> Data supplied
------
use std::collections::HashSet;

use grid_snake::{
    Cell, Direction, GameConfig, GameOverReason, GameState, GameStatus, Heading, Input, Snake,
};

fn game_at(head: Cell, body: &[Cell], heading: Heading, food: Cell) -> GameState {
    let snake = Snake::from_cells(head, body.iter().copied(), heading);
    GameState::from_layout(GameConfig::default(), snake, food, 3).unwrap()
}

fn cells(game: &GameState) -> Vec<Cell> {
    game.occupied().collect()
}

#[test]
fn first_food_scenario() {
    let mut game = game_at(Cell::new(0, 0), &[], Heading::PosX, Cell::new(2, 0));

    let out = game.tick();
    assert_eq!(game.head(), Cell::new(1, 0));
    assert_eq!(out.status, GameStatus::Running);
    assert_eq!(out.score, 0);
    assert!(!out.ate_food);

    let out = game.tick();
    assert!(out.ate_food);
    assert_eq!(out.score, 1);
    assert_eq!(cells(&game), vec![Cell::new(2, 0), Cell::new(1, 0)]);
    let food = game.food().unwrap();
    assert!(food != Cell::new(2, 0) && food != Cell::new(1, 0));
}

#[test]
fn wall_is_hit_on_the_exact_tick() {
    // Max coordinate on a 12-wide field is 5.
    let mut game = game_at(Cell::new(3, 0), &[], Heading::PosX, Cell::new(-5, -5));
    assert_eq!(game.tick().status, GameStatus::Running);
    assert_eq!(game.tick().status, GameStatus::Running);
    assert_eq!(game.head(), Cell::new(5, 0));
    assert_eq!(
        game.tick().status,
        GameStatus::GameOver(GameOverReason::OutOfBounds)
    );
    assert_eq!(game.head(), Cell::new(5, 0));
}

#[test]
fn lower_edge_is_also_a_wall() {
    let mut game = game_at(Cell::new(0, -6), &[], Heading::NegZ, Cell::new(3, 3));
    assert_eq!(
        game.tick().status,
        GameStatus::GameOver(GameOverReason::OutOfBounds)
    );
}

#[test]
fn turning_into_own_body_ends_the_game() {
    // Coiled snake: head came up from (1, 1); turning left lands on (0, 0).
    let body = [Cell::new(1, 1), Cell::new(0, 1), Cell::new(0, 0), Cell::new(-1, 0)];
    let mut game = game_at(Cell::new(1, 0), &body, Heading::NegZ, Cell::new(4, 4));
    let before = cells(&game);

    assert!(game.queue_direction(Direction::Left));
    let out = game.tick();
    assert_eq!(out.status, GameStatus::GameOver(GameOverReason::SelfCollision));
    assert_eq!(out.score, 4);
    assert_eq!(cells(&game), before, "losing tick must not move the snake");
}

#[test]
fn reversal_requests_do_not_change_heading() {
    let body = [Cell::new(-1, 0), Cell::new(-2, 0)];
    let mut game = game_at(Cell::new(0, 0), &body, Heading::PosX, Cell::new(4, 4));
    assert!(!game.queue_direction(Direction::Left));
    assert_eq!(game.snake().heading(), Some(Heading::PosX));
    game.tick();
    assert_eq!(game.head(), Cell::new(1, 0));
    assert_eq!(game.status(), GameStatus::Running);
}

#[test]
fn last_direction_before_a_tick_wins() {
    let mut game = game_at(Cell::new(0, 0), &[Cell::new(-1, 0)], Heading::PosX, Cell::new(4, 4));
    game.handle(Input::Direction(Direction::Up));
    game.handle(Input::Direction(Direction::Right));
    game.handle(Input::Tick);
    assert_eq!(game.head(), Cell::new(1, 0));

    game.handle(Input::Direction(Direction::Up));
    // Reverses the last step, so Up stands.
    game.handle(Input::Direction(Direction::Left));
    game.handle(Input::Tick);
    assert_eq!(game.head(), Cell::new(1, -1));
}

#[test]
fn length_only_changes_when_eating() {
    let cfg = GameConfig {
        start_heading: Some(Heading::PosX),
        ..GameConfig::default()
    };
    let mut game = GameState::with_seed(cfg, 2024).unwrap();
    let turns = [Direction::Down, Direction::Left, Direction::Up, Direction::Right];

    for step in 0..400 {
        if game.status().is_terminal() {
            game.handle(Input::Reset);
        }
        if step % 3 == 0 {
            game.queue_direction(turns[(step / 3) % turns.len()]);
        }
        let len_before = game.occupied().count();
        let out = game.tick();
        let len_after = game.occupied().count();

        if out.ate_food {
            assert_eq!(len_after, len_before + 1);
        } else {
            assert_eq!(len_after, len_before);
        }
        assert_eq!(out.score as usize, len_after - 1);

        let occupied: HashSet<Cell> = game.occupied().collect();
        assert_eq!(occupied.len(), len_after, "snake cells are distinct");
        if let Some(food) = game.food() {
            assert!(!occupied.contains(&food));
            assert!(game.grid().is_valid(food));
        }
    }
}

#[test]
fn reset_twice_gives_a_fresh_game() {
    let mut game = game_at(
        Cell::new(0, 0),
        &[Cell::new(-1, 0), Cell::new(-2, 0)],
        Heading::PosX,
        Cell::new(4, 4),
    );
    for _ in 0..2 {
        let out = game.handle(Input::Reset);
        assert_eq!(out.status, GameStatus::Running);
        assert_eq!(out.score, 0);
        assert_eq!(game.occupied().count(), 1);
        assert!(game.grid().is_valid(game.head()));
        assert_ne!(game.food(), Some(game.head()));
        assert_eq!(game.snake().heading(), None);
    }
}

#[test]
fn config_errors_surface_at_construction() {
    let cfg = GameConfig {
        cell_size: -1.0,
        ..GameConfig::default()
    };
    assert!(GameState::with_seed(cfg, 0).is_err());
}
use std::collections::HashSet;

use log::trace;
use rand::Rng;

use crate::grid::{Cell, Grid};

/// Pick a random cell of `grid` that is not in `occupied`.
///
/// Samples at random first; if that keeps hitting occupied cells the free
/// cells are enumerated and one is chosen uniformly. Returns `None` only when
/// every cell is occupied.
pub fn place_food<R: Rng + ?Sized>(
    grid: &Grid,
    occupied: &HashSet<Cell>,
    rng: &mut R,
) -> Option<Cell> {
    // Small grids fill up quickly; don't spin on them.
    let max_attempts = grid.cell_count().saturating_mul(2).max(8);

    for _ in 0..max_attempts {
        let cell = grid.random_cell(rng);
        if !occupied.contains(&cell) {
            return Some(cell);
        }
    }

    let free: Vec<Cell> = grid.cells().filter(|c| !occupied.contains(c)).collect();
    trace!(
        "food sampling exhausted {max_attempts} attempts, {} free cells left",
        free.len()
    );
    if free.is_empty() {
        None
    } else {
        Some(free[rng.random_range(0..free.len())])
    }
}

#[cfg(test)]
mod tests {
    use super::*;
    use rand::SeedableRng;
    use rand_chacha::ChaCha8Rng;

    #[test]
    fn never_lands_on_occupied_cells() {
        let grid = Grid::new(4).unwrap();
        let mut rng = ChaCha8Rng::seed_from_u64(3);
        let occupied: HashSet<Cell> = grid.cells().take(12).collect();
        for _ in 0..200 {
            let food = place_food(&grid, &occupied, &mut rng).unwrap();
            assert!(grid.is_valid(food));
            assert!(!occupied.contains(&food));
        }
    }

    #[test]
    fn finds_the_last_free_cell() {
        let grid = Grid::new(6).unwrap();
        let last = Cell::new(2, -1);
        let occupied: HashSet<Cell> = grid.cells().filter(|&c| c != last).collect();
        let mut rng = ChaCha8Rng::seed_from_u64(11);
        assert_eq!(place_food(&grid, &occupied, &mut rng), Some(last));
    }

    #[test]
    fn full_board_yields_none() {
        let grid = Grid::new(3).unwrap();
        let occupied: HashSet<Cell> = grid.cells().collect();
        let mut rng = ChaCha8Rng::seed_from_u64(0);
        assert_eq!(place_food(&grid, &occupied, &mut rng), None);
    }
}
------
Each line of the material is to be copied exactly.

> Response
use std::collections::HashSet;

use grid_snake::{
    Cell, Direction, GameConfig, GameOverReason, GameState, GameStatus, Heading, Input, Snake,
};

fn game_at(head: Cell, body: &[Cell], heading: Heading, food: Cell) -> GameState {
    let snake = Snake::from_cells(head, body.iter().copied(), heading);
    GameState::from_layout(GameConfig::default(), snake, food, 3).unwrap()
}

fn cells(game: &GameState) -> Vec<Cell> {
    game.occupied().collect()
}

#[test]
fn first_food_scenario() {
    let mut game = game_at(Cell::new(0, 0), &[], Heading::PosX, Cell::new(2, 0));

    let out = game.tick();
    assert_eq!(game.head(), Cell::new(1, 0));
    assert_eq!(out.status, GameStatus::Running);
    assert_eq!(out.score, 0);
    assert!(!out.ate_food);

    let out = game.tick();
    assert!(out.ate_food);
    assert_eq!(out.score, 1);
    assert_eq!(cells(&game), vec![Cell::new(2, 0), Cell::new(1, 0)]);
    let food = game.food().unwrap();
    assert!(food != Cell::new(2, 0) && food != Cell::new(1, 0));
}

#[test]
fn wall_is_hit_on_the_exact_tick() {
    // Max coordinate on a 12-wide field is 5.
    let mut game = game_at(Cell::new(3, 0), &[], Heading::PosX, Cell::new(-5, -5));
    assert_eq!(game.tick().status, GameStatus::Running);
    assert_eq!(game.tick().status, GameStatus::Running);
    assert_eq!(game.head(), Cell::new(5, 0));
    assert_eq!(
        game.tick().status,
        GameStatus::GameOver(GameOverReason::OutOfBounds)
    );
    assert_eq!(game.head(), Cell::new(5, 0));
}

#[test]
fn lower_edge_is_also_a_wall() {
    let mut game = game_at(Cell::new(0, -6), &[], Heading::NegZ, Cell::new(3, 3));
    assert_eq!(
        game.tick().status,
        GameStatus::GameOver(GameOverReason::OutOfBounds)
    );
}

#[test]
fn turning_into_own_body_ends_the_game() {
    // Coiled snake: head came up from (1, 1); turning left lands on (0, 0).
    let body = [Cell::new(1, 1), Cell::new(0, 1), Cell::new(0, 0), Cell::new(-1, 0)];
    let mut game = game_at(Cell::new(1, 0), &body, Heading::NegZ, Cell::new(4, 4));
    let before = cells(&game);

    assert!(game.queue_direction(Direction::Left));
    let out = game.tick();
    assert_eq!(out.status, GameStatus::GameOver(GameOverReason::SelfCollision));
    assert_eq!(out.score, 4);
    assert_eq!(cells(&game), before, "losing tick must not move the snake");
}

#[test]
fn reversal_requests_do_not_change_heading() {
    let body = [Cell::new(-1, 0), Cell::new(-2, 0)];
    let mut game = game_at(Cell::new(0, 0), &body, Heading::PosX, Cell::new(4, 4));
    assert!(!game.queue_direction(Direction::Left));
    assert_eq!(game.snake().heading(), Some(Heading::PosX));
    game.tick();
    assert_eq!(game.head(), Cell::new(1, 0));
    assert_eq!(game.status(), GameStatus::Running);
}

#[test]
fn last_direction_before_a_tick_wins() {
    let mut game = game_at(Cell::new(0, 0), &[Cell::new(-1, 0)], Heading::PosX, Cell::new(4, 4));
    game.handle(Input::Direction(Direction::Up));
    game.handle(Input::Direction(Direction::Right));
    game.handle(Input::Tick);
    assert_eq!(game.head(), Cell::new(1, 0));

    game.handle(Input::Direction(Direction::Up));
    // Reverses the last step, so Up stands.
    game.handle(Input::Direction(Direction::Left));
    game.handle(Input::Tick);
    assert_eq!(game.head(), Cell::new(1, -1));
}

#[test]
fn length_only_changes_when_eating() {
    let cfg = GameConfig {
        start_heading: Some(Heading::PosX),
        ..GameConfig::default()
    };
    let mut game = GameState::with_seed(cfg, 2024).unwrap();
    let turns = [Direction::Down, Direction::Left, Direction::Up, Direction::Right];

    for step in 0..400 {
        if game.status().is_terminal() {
            game.handle(Input::Reset);
        }
        if step % 3 == 0 {
            game.queue_direction(turns[(step / 3) % turns.len()]);
        }
        let len_before = game.occupied().count();
        let out = game.tick();
        let len_after = game.occupied().count();

        if out.ate_food {
            assert_eq!(len_after, len_before + 1);
        } else {
            assert_eq!(len_after, len_before);
        }
        assert_eq!(out.score as usize, len_after - 1);

        let occupied: HashSet<Cell> = game.occupied().collect();
        assert_eq!(occupied.len(), len_after, "snake cells are distinct");
        if let Some(food) = game.food() {
            assert!(!occupied.contains(&food));
            assert!(game.grid().is_valid(food));
        }
    }
}

#[test]
fn reset_twice_gives_a_fresh_game() {
    let mut game = game_at(
        Cell::new(0, 0),
        &[Cell::new(-1, 0), Cell::new(-2, 0)],
        Heading::PosX,
        Cell::new(4, 4),
    );
    for _ in 0..2 {
        let out = game.handle(Input::Reset);
        assert_eq!(out.status, GameStatus::Running);
        assert_eq!(out.score, 0);
        assert_eq!(game.occupied().count(), 1);
        assert!(game.grid().is_valid(game.head()));
        assert_ne!(game.food(), Some(game.head()));
        assert_eq!(game.snake().heading(), None);
    }
}

#[test]
fn config_errors_surface_at_construction() {
    let cfg = GameConfig {
        cell_size: -1.0,
        ..GameConfig::default()
    };
    assert!(GameState::with_seed(cfg, 0).is_err());
}
use std::collections::HashSet;

use log::trace;
use rand::Rng;

use crate::grid::{Cell, Grid};

/// Pick a random cell of `grid` that is not in `occupied`.
///
/// Samples at random first; if that keeps hitting occupied cells the free
/// cells are enumerated and one is chosen uniformly. Returns `None` only when
/// every cell is occupied.
pub fn place_food<R: Rng + ?Sized>(
    grid: &Grid,
    occupied: &HashSet<Cell>,
    rng: &mut R,
) -> Option<Cell> {
    // Small grids fill up quickly; don't spin on them.
    let max_attempts = grid.cell_count().saturating_mul(2).max(8);

    for _ in 0..max_attempts {
        let cell = grid.random_cell(rng);
        if !occupied.contains(&cell) {
            return Some(cell);
        }
    }

    let free: Vec<Cell> = grid.cells().filter(|c| !occupied.contains(c)).collect();
    trace!(
        "food sampling exhausted {max_attempts} attempts, {} free cells left",
        free.len()
    );
    if free.is_empty() {
        None
    } else {
        Some(free[rng.random_range(0..free.len())])
    }
}

#[cfg(test)]
mod tests {
    use super::*;
    use rand::SeedableRng;
    use rand_chacha::ChaCha8Rng;

    #[test]
    fn never_lands_on_occupied_cells() {
        let grid = Grid::new(4).unwrap();
        let mut rng = ChaCha8Rng::seed_from_u64(3);
        let occupied: HashSet<Cell> = grid.cells().take(12).collect();
        for _ in 0..200 {
            let food = place_food(&grid, &occupied, &mut rng).unwrap();
            assert!(grid.is_valid(food));
            assert!(!occupied.contains(&food));
        }
    }

    #[test]
    fn finds_the_last_free_cell() {
        let grid = Grid::new(6).unwrap();
        let last = Cell::new(2, -1);
        let occupied: HashSet<Cell> = grid.cells().filter(|&c| c != last).collect();
        let mut rng = ChaCha8Rng::seed_from_u64(11);
        assert_eq!(place_food(&grid, &occupied, &mut rng), Some(last));
    }

    #[test]
    fn full_board_yields_none() {
        let grid = Grid::new(3).unwrap();
        let occupied: HashSet<Cell> = grid.cells().collect();
        let mut rng = ChaCha8Rng::seed_from_u64(0);
        assert_eq!(place_food(&grid, &occupied, &mut rng), None);
    }
}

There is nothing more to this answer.